Bradypnea: What causes abnormally slow breathing and how to treat it

By: Emily Lunardo | Respiratory | Tuesday, May 23, 2017 - 08:00 AM

BradypneaBradypnea is the medical term for a reduced rate of breathing. The criteria for this is when a person’s breathing rate is less than 12 breaths per minute. Bradypnea can be due to a number of underlying reasons or medical conditions, or it can even occur during a normal sleep. However, if bradypnea occurs while you’re still awake, it can be a sign of certain conditions that are disrupting your breathing.

Normally, your breathing pattern is controlled by the brain, while you’re unaware of the number of breaths you take. If something were to compromise this process, it can lead to an unusually low rate of respiration.

What causes bradypnea?

There are many causes of bradypnea, as anything that disrupts the brain’s normal regulation of respiration can be a causative factor. The following are such causes:

Hypothyroidism: The thyroid gland is responsible for regulating our metabolism and can affect our rate of breathing if the level of thyroid hormones in the bloodstream decreases.

Obstructive sleep apnea: In this condition, patients wake up several times a night due to the spontaneous blockage of their airways. This results in a low breathing frequency and, therefore, recurrent episodes of bradypnea.

Effect of narcotics: These drugs affect mood and induce a euphoric feeling by impacting our nervous system. Narcotics slow down the brain’s performance and subsequently the respiratory centers of the brain. This leads to a decreased respiratory rate.

Brain diseases: Anything that affects the physiology of the brain such as blood clots or even tumors can affect its normal functioning. Damage do the medulla oblongata and the cerebral cortex that control the respiratory centers result in bradypnea.

Cardiac problems: Problems with the heart often lead to problems with the lungs, as they are interconnected and depended on each other to promote blood circulation. Any case of lowered heart rate can lead to bradypnea.

Other causes:

  • High blood pressure
  • Myocarditis (heart infection)
  • Old age
  • Electrolyte imbalance
  • Smoking
  • Inflammatory disease (such as lupus)
  • Hepatic failure
  • Medications (These may include drugs for heart rhythm disorders and high blood pressure.)
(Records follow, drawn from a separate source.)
#[async_trait]
impl CatalogTransaction for PgTransaction {
    async fn upsert_fund_record(
        &mut self,
        record: &FundRecord,
        at: DateTime<Utc>,
    ) -> Result<(), StorageError> {
        let fingerprint = content_fingerprint(record)?;
        sqlx::query(
            r#"
            INSERT INTO funds (
                code, name, category, established_date, net_assets_scale, index_code, index_name,
                fee_rate, fixed_investment_available, stddev, max_retracement, sharp, performance,
                content_hash, last_update_time, created_at
            )
            VALUES ($1, $2, $3, $4, $5, $6, $7, $8, $9, $10, $11, $12, $13, $14, $15, $15)
            ON CONFLICT (code) DO UPDATE SET
                name = EXCLUDED.name,
                category = EXCLUDED.category,
                established_date = EXCLUDED.established_date,
                net_assets_scale = EXCLUDED.net_assets_scale,
                index_code = EXCLUDED.index_code,
                index_name = EXCLUDED.index_name,
                fee_rate = EXCLUDED.fee_rate,
                fixed_investment_available = EXCLUDED.fixed_investment_available,
                stddev = EXCLUDED.stddev,
                max_retracement = EXCLUDED.max_retracement,
                sharp = EXCLUDED.sharp,
                performance = EXCLUDED.performance,
                content_hash = EXCLUDED.content_hash,
                last_update_time = CASE
                    WHEN funds.content_hash IS DISTINCT FROM EXCLUDED.content_hash
                        THEN EXCLUDED.last_update_time
                    ELSE funds.last_update_time
                END
            "#,
        )
        .bind(&record.code)
        .bind(&record.name)
        .bind(&record.category)
        .bind(record.established_date)
        .bind(record.net_assets_scale)
        .bind(&record.index_code)
        .bind(&record.index_name)
        .bind(&record.fee_rate)
        .bind(record.fixed_investment_available)
        .bind(Json(&record.stddev))
        .bind(Json(&record.max_retracement))
        .bind(Json(&record.sharp))
        .bind(Json(&record.performance))
        .bind(fingerprint)
        .bind(at)
        .execute(&mut *self.tx)
        .await?;
        Ok(())
    }

    async fn replace_child_collection(
        &mut self,
        fund_code: &str,
        rows: ChildCollection<'_>,
    ) -> Result<(), StorageError> {
        self.ensure_fund(fund_code).await?;
        let table = match rows {
            ChildCollection::Holdings(_) => "fund_stocks",
            ChildCollection::Dividends(_) => "fund_dividends",
            ChildCollection::IndustryComposition(_) => "fund_industry_proportions",
        };
        sqlx::query(&format!("DELETE FROM {table} WHERE fund_code = $1"))
            .bind(fund_code)
            .execute(&mut *self.tx)
            .await?;

        let conn = &mut *self.tx;
        match rows {
            ChildCollection::Holdings(rows) => insert_holdings(conn, fund_code, rows).await?,
            ChildCollection::Dividends(rows) => insert_dividends(conn, fund_code, rows).await?,
            ChildCollection::IndustryComposition(rows) => {
                insert_industries(conn, fund_code, rows).await?
            }
        }
        Ok(())
    }

    async fn upsert_by_natural_key(
        &mut self,
        fund_code: &str,
        row: KeyedChild<'_>,
    ) -> Result<(), StorageError> {
        self.ensure_fund(fund_code).await?;
        match row {
            KeyedChild::Manager(manager) => {
                sqlx::query(
                    r#"
                    INSERT INTO fund_manager_relations (
                        fund_code, manager_id, manager_name, working_days, manage_days,
                        manage_repay, years_avg_repay
                    )
                    VALUES ($1, $2, $3, $4, $5, $6, $7)
                    ON CONFLICT (fund_code, manager_id) DO UPDATE SET
                        manager_name = EXCLUDED.manager_name,
                        working_days = EXCLUDED.working_days,
                        manage_days = EXCLUDED.manage_days,
                        manage_repay = EXCLUDED.manage_repay,
                        years_avg_repay = EXCLUDED.years_avg_repay
                    "#,
                )
                .bind(fund_code)
                .bind(&manager.manager_id)
                .bind(&manager.manager_name)
                .bind(manager.working_days)
                .bind(manager.manage_days)
                .bind(manager.manage_return)
                .bind(manager.years_avg_return)
                .execute(&mut *self.tx)
                .await?;
            }
            KeyedChild::AssetComposition(assets) => {
                sqlx::query(
                    r#"
                    INSERT INTO fund_assets_proportion (
                        fund_code, pub_date, stock, bond, cash, other, net_assets
                    )
                    VALUES ($1, $2, $3, $4, $5, $6, $7)
                    ON CONFLICT (fund_code, pub_date) DO UPDATE SET
                        stock = EXCLUDED.stock,
                        bond = EXCLUDED.bond,
                        cash = EXCLUDED.cash,
                        other = EXCLUDED.other,
                        net_assets = EXCLUDED.net_assets
                    "#,
                )
                .bind(fund_code)
                .bind(assets.pub_date)
                .bind(assets.stock)
                .bind(assets.bond)
                .bind(assets.cash)
                .bind(assets.other)
                .bind(assets.net_assets)
                .execute(&mut *self.tx)
                .await?;
            }
        }
        Ok(())
    }

    async fn retain_managers(
        &mut self,
        fund_code: &str,
        keep: Option<&str>,
    ) -> Result<(), StorageError> {
        sqlx::query(
            r#"
            DELETE FROM fund_manager_relations
             WHERE fund_code = $1
               AND manager_id IS DISTINCT FROM $2
            "#,
        )
        .bind(fund_code)
        .bind(keep)
        .execute(&mut *self.tx)
        .await?;
        Ok(())
    }

    async fn mark_synced(&mut self, fund_code: &str, at: DateTime<Utc>) -> Result<(), StorageError> {
        let result = sqlx::query(
            r#"
            UPDATE funds
               SET sync_version = sync_version + 1,
                   last_sync_time = $2,
                   last_update_time = COALESCE(last_update_time, $2)
             WHERE code = $1
            "#,
        )
        .bind(fund_code)
        .bind(at)
        .execute(&mut *self.tx)
        .await?;
        if result.rows_affected() == 0 {
            return Err(StorageError::MissingFund(fund_code.to_string()));
        }
        Ok(())
    }

    async fn batch_update_flag(
        &mut self,
        codes: &[String],
        value: bool,
    ) -> Result<u64, StorageError> {
        let result = sqlx::query("UPDATE funds SET is_4433 = $2 WHERE code = ANY($1)")
            .bind(codes)
            .bind(value)
            .execute(&mut *self.tx)
            .await?;
        Ok(result.rows_affected())
    }

    async fn batch_update_flag_except(
        &mut self,
        codes: &[String],
        value: bool,
    ) -> Result<u64, StorageError> {
        let result = sqlx::query("UPDATE funds SET is_4433 = $2 WHERE NOT (code = ANY($1))")
            .bind(codes)
            .bind(value)
            .execute(&mut *self.tx)
            .await?;
        Ok(result.rows_affected())
    }

    async fn upsert_manager_profile(
        &mut self,
        profile: &ManagerProfile,
        at: DateTime<Utc>,
    ) -> Result<(), StorageError> {
        sqlx::query(
            r#"
            INSERT INTO fund_managers (
                id, name, fund_company_id, fund_company_name, working_years,
                current_best_return, current_best_fund_code, current_best_fund_name,
                current_fund_scale, working_best_return, yieldse, current_best_fund_type,
                score, resume, award_num, created_at, updated_at
            )
            VALUES ($1, $2, $3, $4, $5, $6, $7, $8, $9, $10, $11, $12, $13, $14, $15, $16, $16)
            ON CONFLICT (id) DO UPDATE SET
                name = EXCLUDED.name,
                fund_company_id = EXCLUDED.fund_company_id,
                fund_company_name = EXCLUDED.fund_company_name,
                working_years = EXCLUDED.working_years,
                current_best_return = EXCLUDED.current_best_return,
                current_best_fund_code = EXCLUDED.current_best_fund_code,
                current_best_fund_name = EXCLUDED.current_best_fund_name,
                current_fund_scale = EXCLUDED.current_fund_scale,
                working_best_return = EXCLUDED.working_best_return,
                yieldse = EXCLUDED.yieldse,
                current_best_fund_type = EXCLUDED.current_best_fund_type,
                score = EXCLUDED.score,
                resume = EXCLUDED.resume,
                award_num = EXCLUDED.award_num,
                updated_at = EXCLUDED.updated_at
            "#,
        )
        .bind(&profile.manager_id)
        .bind(&profile.name)
        .bind(&profile.company_id)
        .bind(&profile.company_name)
        .bind(profile.working_years)
        .bind(profile.current_best_return)
        .bind(&profile.current_best_fund_code)
        .bind(&profile.current_best_fund_name)
        .bind(profile.current_fund_scale)
        .bind(profile.working_best_return)
        .bind(profile.yieldse)
        .bind(&profile.current_best_fund_category)
        .bind(profile.score)
        .bind(&profile.resume)
        .bind(profile.award_num)
        .bind(at)
        .execute(&mut *self.tx)
        .await?;
        Ok(())
    }

    async fn replace_managed_funds(
        &mut self,
        manager_id: &str,
        funds: &[ManagedFund],
        at: DateTime<Utc>,
    ) -> Result<(), StorageError> {
        sqlx::query("DELETE FROM fund_manager_funds WHERE manager_id = $1")
            .bind(manager_id)
            .execute(&mut *self.tx)
            .await?;
        insert_managed_funds(&mut *self.tx, manager_id, funds, at).await?;
        Ok(())
    }

    async fn replace_industry_list(
        &mut self,
        names: &[String],
        at: DateTime<Utc>,
    ) -> Result<(), StorageError> {
        sqlx::query("DELETE FROM industries")
            .execute(&mut *self.tx)
            .await?;
        insert_industry_names(&mut *self.tx, names, at).await?;
        Ok(())
    }

    async fn commit(self: Box<Self>) -> Result<(), StorageError> {
        self.tx.commit().await?;
        Ok(())
    }

    async fn rollback(self: Box<Self>) -> Result<(), StorageError> {
        self.tx.rollback().await?;
        Ok(())
    }
}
What are symptoms of bradypnea?

The following signs and symptoms may be present in an individual suffering from bradypnea:

  • Lightheadedness
  • Fatigue
  • Fainting or near-fainting
  • Lethargic or weakness
  • Chest discomfort or pains
  • Breathlessness or shortness of breath
  • Abnormally low breathing rate
  • Confusion or memory impairment
  • Feelings of exhaustion

Bradypnea complications

Blood oxygenation occurs mainly during respiration, so when our breathing decreases so does our level of blood oxygenation. This may lead to the following conditions:

  • Hypoxemia: The condition in which there is an insufficiency in the delivery of oxygen in the blood.
  • Hypercapnia: The condition in which there is an increase in the amount of carbon dioxide in the blood.
  • Respiratory acidosis: A state characterized by a disproportionate level of the acid-base balance causes alveolar hypoventilation.

These conditions can lead to increased episodes of fainting spells and heart problems. A compromised respiratory system associated with bradypnea can be life threatening and potentially cause damage to other organs and tissues. In most severe cases of bradypnea, sudden death or cardiac arrest may occur.

Bradypnea diagnosis

A diagnosis of bradypnea is often made in conjunction with an underlying cause or due to a medication side effect. It can be assessed by calculating the total number of breaths taken within a minute. The patient should be in their resting state at the time to avoid skewing the results in any way. To ensure accurate calculation, breaths should be taken as they would normally and not be exaggerated or modified.

A full medical history will be reviewed to make a better assessment of your background, looking for any underlying condition, or possible medication side effect. Additional tests may include an electrocardiogram (ECG) to look for abnormal heart rhythms, or blood tests to look for causes such as hypothyroidism.

Treating bradypnea

Once your doctor has narrowed down the potential causes for your bradypnea, treatment can begin. Treatment will depend on the type of underlying condition leading to the decreased respiratory rate. For example, in cases of hypothyroidism, the use of thyroid medication should remedy the condition.

However, in more complicated cases, supplemental oxygen will be given via a rebreather mask to ensure adequate oxygenation. Oftentimes, oxygen starvation in cells and organs can lead to a whole host of complications.

There are situations that require more invasive treatment, such as in the case of brain tumors or pathologies requiring surgery. Bradypnea due to narcotic addiction will require rehabilitation to get the body back to functioning normally.

Occasionally, severe cases of bradypnea may require a pacemaker to be installed in the heart to help regulate heartbeats and monitor the rate of breathing.